What I do very much hope to see is a rise or at least a consistency in the standard of refereeing. That is one aspect of the tournament that should be addressed, as it affects the outcome of the game. I don't mind losing, but I do abhor losing due to bad or slow calls.

Q: What are the problems that a local paintballer face?

1) Time. The perennial problem that anyone who is into a team sport will face. Carving out time from busy schedules is something that all ballers in a team have to be able to do. If you're committed to a team, you have to make time to train as a team, or at least spend time together as a team. I believe that speedball, above all, is a game where you have to be able to trust your team mates to do their job fully, and to foster that unspoken link between team mates. These qualities can only be honed as a team spends time with each other.

2) Money. It is always about the benjamins, baby. There's only so much dry drills you can do, a baller has to shoot paint regularly to know where he's at and the cost of training will always be a factor.

3) Passion. How do you keep up the passion? Paintball is a lifestyle, beyond "looking cool in new mask". A passion is best sustained when there is a group of like-minded individuals to share tips, tricks, quotes and inside jokes with. I think this is our one saving grace: that the local speedball community is pretty much easy-going and fun, good mix of ages and interests, best of all, always willing to share and learn from one another.

Q: You will be playing in the upcoming World Cup Asia. 6 other teams are joining you. How do you think Singapore teams will fare?

Considering the quality of teams that local teams will be facing in WCA, I think it will be a challenging tournament, one which can only open our eyes even more. Our Div 4 teams are very good, and I do expect at least one podium finish there.

Q: What do you hope to see in Singapore paintball?

Honestly, I think local ballers have truckloads of potential and our basics are good and consistently reinforced. Our teams are hampered by the fact that:

(A) training is either expensive or time consuming
(B) we can't train with our own equipment regularly or conveniently

Despite that, local teams have done consistently well, with 2009 being a gala year with two local Div 3 teams taking podium finishes in the MPOC, and a few Div 4 podium finishes in other tournaments. This is proof that local teams do have what it takes, just that we have to put in that extra time and effort to train over our paintballing friends from other countries.

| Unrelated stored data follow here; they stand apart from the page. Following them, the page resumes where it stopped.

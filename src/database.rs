//! # Persisted Store
//!
//! Synchronous key/value storage of JSON blobs backed by SQLite. Holds the chat
//! history, the active chat id and the reminder list under fixed keys.
//!
//! - **Version**: 1.0.0
//! - **Since**: 0.1.0
//! - **Toggleable**: false

use anyhow::{anyhow, Context, Result};
use log::debug;
use serde::de::DeserializeOwned;
use serde::Serialize;
use sqlite::{Connection, State};
use std::sync::{Arc, Mutex, MutexGuard};

pub const HISTORY_KEY: &str = "chatHistory";
pub const ACTIVE_CHAT_KEY: &str = "activeChatId";
pub const REMINDERS_KEY: &str = "wateringReminders";

#[derive(Clone)]
pub struct Database {
    conn: Arc<Mutex<Connection>>,
}

impl Database {
    /// Open (or create) the database file at `path`
    pub fn new(path: &str) -> Result<Self> {
        let conn = sqlite::open(path).with_context(|| format!("Failed to open database {path}"))?;
        Self::init(conn)
    }

    /// Private in-memory database, used by tests and `--ephemeral` runs
    pub fn in_memory() -> Result<Self> {
        let conn = sqlite::open(":memory:")?;
        Self::init(conn)
    }

    fn init(conn: Connection) -> Result<Self> {
        conn.execute(
            "CREATE TABLE IF NOT EXISTS kv (
                key TEXT PRIMARY KEY,
                value TEXT NOT NULL
            )",
        )?;
        Ok(Self {
            conn: Arc::new(Mutex::new(conn)),
        })
    }

    fn lock(&self) -> Result<MutexGuard<'_, Connection>> {
        self.conn.lock().map_err(|_| anyhow!("database connection lock poisoned"))
    }

    /// Raw string value for `key`
    pub fn get(&self, key: &str) -> Result<Option<String>> {
        let conn = self.lock()?;
        let mut statement = conn.prepare("SELECT value FROM kv WHERE key = ?")?;
        statement.bind((1, key))?;

        if let State::Row = statement.next()? {
            Ok(Some(statement.read::<String, _>(0)?))
        } else {
            Ok(None)
        }
    }

    /// Insert or replace the raw string value for `key`
    pub fn set(&self, key: &str, value: &str) -> Result<()> {
        let conn = self.lock()?;
        let mut statement = conn.prepare(
            "INSERT INTO kv (key, value) VALUES (?, ?)
             ON CONFLICT(key) DO UPDATE SET value = excluded.value",
        )?;
        statement.bind((1, key))?;
        statement.bind((2, value))?;
        while statement.next()? != State::Done {}
        debug!("Stored {} bytes under '{key}'", value.len());
        Ok(())
    }

    /// Copy the raw value under `key` to a fresh `<key>.unreadable[.n]` key
    ///
    /// Existing backups are never overwritten. Returns the backup key, or
    /// `None` when `key` holds nothing.
    pub fn preserve_unreadable(&self, key: &str) -> Result<Option<String>> {
        let Some(raw) = self.get(key)? else {
            return Ok(None);
        };

        let mut backup = format!("{key}.unreadable");
        let mut n = 1;
        while self.get(&backup)?.is_some() {
            n += 1;
            backup = format!("{key}.unreadable.{n}");
        }
        self.set(&backup, &raw)?;
        Ok(Some(backup))
    }

    /// Decode the JSON stored under `key`
    pub fn get_json<T: DeserializeOwned>(&self, key: &str) -> Result<Option<T>> {
        match self.get(key)? {
            Some(raw) => {
                let value = serde_json::from_str(&raw)
                    .with_context(|| format!("Stored value for '{key}' is not valid JSON"))?;
                Ok(Some(value))
            }
            None => Ok(None),
        }
    }

    /// Encode `value` as JSON and store it under `key`
    pub fn set_json<T: Serialize + ?Sized>(&self, key: &str, value: &T) -> Result<()> {
        let raw = serde_json::to_string(value)?;
        self.set(key, &raw)
    }
}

So I hope that we can at least overcome (A) as a short term goal, and (B) as a medium term goal. Once both (A) and (B) are resolved, Singapore will be ready to take its place as a paintballing force in the region.

Q: Name me your best 5 players in the Singapore scene?

Wow you don't believe in easy questions huh. If I do have to give a personal take, they are:
a) Casey "sgb33f" Chew. He is a well-oiled (literally and figuratively heheh) machine when it comes to paintball. Basic stuff that most of us agonise with, snap shooting, movement, communication, RELOADING, he does with an ease that is second nature. Combined with his experience in the States, this is one guy I want to be a wingman to anytime ha!

b) Grant "houdini" Harrison. If I'm ever, ever short on passion, I just have to look at him and be recharged. He is really the epitome of putting his money where his mouth is. From offering free website design to SPNS winners, to shelling out S$500 to aid local teams, Grant holds nothing back when it comes to something he loves. He also has a good sense of strategy, which showed when he led Dark Militia to victory in Leg 3 of SPNS09.

c) and d) A tie between Gerald "The Kid" Lee and Ivan "Snake" Liow
Always exciting to see them play. Speed, skill and agility in an aggressive package!